//! Subscription channel between the runtime and its observers
//!
//! Every observable change is published as one tagged [`DroplineEvent`] on a
//! broadcast channel; a UI subscribes once instead of registering callbacks.

use crate::config::ChannelConfig;
use crate::protocol::{ConnectionStatus, Direction, TimelineRecord};
use crate::types::SessionIdentity;
use serde::{Deserialize, Serialize};
use std::time::Duration;
use tokio::sync::broadcast;

// ----------------------------------------------------------------------------
// Dropline Events
// ----------------------------------------------------------------------------

/// Events published to subscribers
#[derive(Debug, Clone, PartialEq, Eq, Serialize, Deserialize)]
pub enum DroplineEvent {
    /// The connection state machine moved
    StateChanged {
        from: String,
        status: ConnectionStatus,
        status_text: String,
    },
    /// The endpoint registered under this identity; connects may be issued
    IdentityAssigned { identity: SessionIdentity },
    /// Recovery replaced the endpoint; `old` is no longer reachable
    IdentityReplaced {
        old: SessionIdentity,
        new: SessionIdentity,
    },
    /// A broker reconnect attempt will run after `delay`
    ReconnectScheduled { attempt: u32, delay: Duration },
    /// Recovery gave up; a manual restart is needed
    ReconnectExhausted { attempts: u32 },
    /// A record entered the timeline
    RecordAppended { record: TimelineRecord },
    /// An envelope was dropped by the codec; the session stays open
    EnvelopeRejected { direction: Direction, reason: String },
    /// The launch URL's connect parameter was used
    LaunchUrlConsumed {
        remote: SessionIdentity,
        cleaned: String,
    },
}

impl DroplineEvent {
    pub fn name(&self) -> &'static str {
        match self {
            DroplineEvent::StateChanged { .. } => "StateChanged",
            DroplineEvent::IdentityAssigned { .. } => "IdentityAssigned",
            DroplineEvent::IdentityReplaced { .. } => "IdentityReplaced",
            DroplineEvent::ReconnectScheduled { .. } => "ReconnectScheduled",
            DroplineEvent::ReconnectExhausted { .. } => "ReconnectExhausted",
            DroplineEvent::RecordAppended { .. } => "RecordAppended",
            DroplineEvent::EnvelopeRejected { .. } => "EnvelopeRejected",
            DroplineEvent::LaunchUrlConsumed { .. } => "LaunchUrlConsumed",
        }
    }
}

// ----------------------------------------------------------------------------
// Channel Types
// ----------------------------------------------------------------------------

pub type DroplineEventSender = broadcast::Sender<DroplineEvent>;
pub type DroplineEventReceiver = broadcast::Receiver<DroplineEvent>;

/// Create the subscription channel with the configured capacity
pub fn create_event_channel(config: &ChannelConfig) -> (DroplineEventSender, DroplineEventReceiver) {
    broadcast::channel(config.event_buffer_size)
}
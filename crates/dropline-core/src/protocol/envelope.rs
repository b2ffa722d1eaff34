//! Envelope types
//!
//! An envelope is one unit of payload sent over the data channel. The JSON
//! field names match what browser clients put on the wire: a `type`
//! discriminator, `dataType` for the MIME type and `data` for the file body.

use crate::{DroplineError, DroplineResult};
use chrono::{DateTime, SecondsFormat, Utc};
use serde::{Deserialize, Serialize};

/// MIME type used when the sender does not know one
pub const DEFAULT_MIME_TYPE: &str = "application/octet-stream";

// ----------------------------------------------------------------------------
// Envelope
// ----------------------------------------------------------------------------

/// One unit of payload framed for transmission
#[derive(Debug, Clone, PartialEq, Eq, Serialize, Deserialize)]
#[serde(tag = "type", rename_all = "lowercase")]
pub enum Envelope {
    File(FileEnvelope),
    Text(TextEnvelope),
}

/// Payload kind carried by an envelope
#[derive(Debug, Clone, Copy, PartialEq, Eq, Hash, Serialize, Deserialize)]
#[serde(rename_all = "lowercase")]
pub enum EnvelopeKind {
    File,
    Text,
}

impl EnvelopeKind {
    /// Wire discriminator for this kind
    pub fn as_str(&self) -> &'static str {
        match self {
            EnvelopeKind::File => "file",
            EnvelopeKind::Text => "text",
        }
    }
}

impl Envelope {
    /// File envelope with size computed from the bytes
    pub fn file(name: impl Into<String>, mime_type: Option<&str>, bytes: Vec<u8>) -> Self {
        Envelope::File(FileEnvelope::new(name, mime_type, bytes))
    }

    /// Text envelope stamped with the current time; rejects blank input
    pub fn text(input: &str) -> DroplineResult<Self> {
        Ok(Envelope::Text(TextEnvelope::compose(input)?))
    }

    pub fn kind(&self) -> EnvelopeKind {
        match self {
            Envelope::File(_) => EnvelopeKind::File,
            Envelope::Text(_) => EnvelopeKind::Text,
        }
    }

    /// Check the invariants every envelope must hold before it is sent
    pub fn validate(&self) -> DroplineResult<()> {
        match self {
            Envelope::File(file) => file.validate(),
            Envelope::Text(text) => text.validate(),
        }
    }
}

// ----------------------------------------------------------------------------
// File Envelope
// ----------------------------------------------------------------------------

/// A whole file sent as one message
#[derive(Debug, Clone, PartialEq, Eq, Serialize, Deserialize)]
pub struct FileEnvelope {
    pub name: String,
    pub size: u64,
    #[serde(rename = "dataType", default = "default_mime_type")]
    pub mime_type: String,
    #[serde(rename = "data", with = "base64_bytes")]
    pub bytes: Vec<u8>,
}

impl FileEnvelope {
    pub fn new(name: impl Into<String>, mime_type: Option<&str>, bytes: Vec<u8>) -> Self {
        let mime_type = match mime_type.map(str::trim) {
            Some(mime) if !mime.is_empty() => mime.to_string(),
            _ => DEFAULT_MIME_TYPE.to_string(),
        };
        Self {
            name: name.into(),
            size: bytes.len() as u64,
            mime_type,
            bytes,
        }
    }

    /// Whether the payload is an image a UI could preview inline
    pub fn is_image(&self) -> bool {
        self.mime_type.starts_with("image/")
    }

    pub fn validate(&self) -> DroplineResult<()> {
        if self.name.trim().is_empty() {
            return Err(DroplineError::invalid_envelope("file name is empty"));
        }
        if self.size != self.bytes.len() as u64 {
            return Err(DroplineError::invalid_envelope(format!(
                "declared size {} does not match {} payload bytes",
                self.size,
                self.bytes.len()
            )));
        }
        if self.mime_type.trim().is_empty() {
            return Err(DroplineError::invalid_envelope("MIME type is empty"));
        }
        Ok(())
    }
}

fn default_mime_type() -> String {
    DEFAULT_MIME_TYPE.to_string()
}

// ----------------------------------------------------------------------------
// Text Envelope
// ----------------------------------------------------------------------------

/// A text message with the sender's ISO-8601 send time
#[derive(Debug, Clone, PartialEq, Eq, Serialize, Deserialize)]
pub struct TextEnvelope {
    pub content: String,
    #[serde(rename = "timestamp")]
    pub sent_at: String,
}

impl TextEnvelope {
    /// Trim user input and stamp it with the current time
    pub fn compose(input: &str) -> DroplineResult<Self> {
        Self::compose_at(input, Utc::now())
    }

    /// Trim user input and stamp it with the given time
    pub fn compose_at(input: &str, sent_at: DateTime<Utc>) -> DroplineResult<Self> {
        let content = input.trim();
        if content.is_empty() {
            return Err(DroplineError::invalid_envelope("text content is empty"));
        }
        Ok(Self {
            content: content.to_string(),
            sent_at: format_iso8601(sent_at),
        })
    }

    /// Parsed send time, if the sender supplied a valid one
    pub fn sent_at_utc(&self) -> Option<DateTime<Utc>> {
        DateTime::parse_from_rfc3339(&self.sent_at)
            .ok()
            .map(|dt| dt.with_timezone(&Utc))
    }

    pub fn validate(&self) -> DroplineResult<()> {
        if self.content.trim().is_empty() {
            return Err(DroplineError::invalid_envelope("text content is empty"));
        }
        if self.sent_at_utc().is_none() {
            return Err(DroplineError::invalid_envelope(format!(
                "send time '{}' is not ISO-8601",
                self.sent_at
            )));
        }
        Ok(())
    }
}

/// Format a time the way browsers' `toISOString` does
pub fn format_iso8601(at: DateTime<Utc>) -> String {
    at.to_rfc3339_opts(SecondsFormat::Millis, true)
}

// ----------------------------------------------------------------------------
// Base64 Payload Encoding
// ----------------------------------------------------------------------------

mod base64_bytes {
    use base64::{engine::general_purpose::STANDARD, Engine as _};
    use serde::{Deserialize, Deserializer, Serializer};

    pub fn serialize<S: Serializer>(bytes: &[u8], serializer: S) -> Result<S::Ok, S::Error> {
        serializer.serialize_str(&STANDARD.encode(bytes))
    }

    pub fn deserialize<'de, D: Deserializer<'de>>(deserializer: D) -> Result<Vec<u8>, D::Error> {
        let encoded = String::deserialize(deserializer)?;
        STANDARD
            .decode(encoded.as_bytes())
            .map_err(serde::de::Error::custom)
    }
}

// ----------------------------------------------------------------------------
// Tests
// ----------------------------------------------------------------------------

::::

**Assignment**
Present each line from the listing that holds the string "protocol".

**Solution for this task**
use crate::protocol::{ConnectionStatus, Direction, TimelineRecord};
filename crates/dropline-core/src/protocol/envelope.rs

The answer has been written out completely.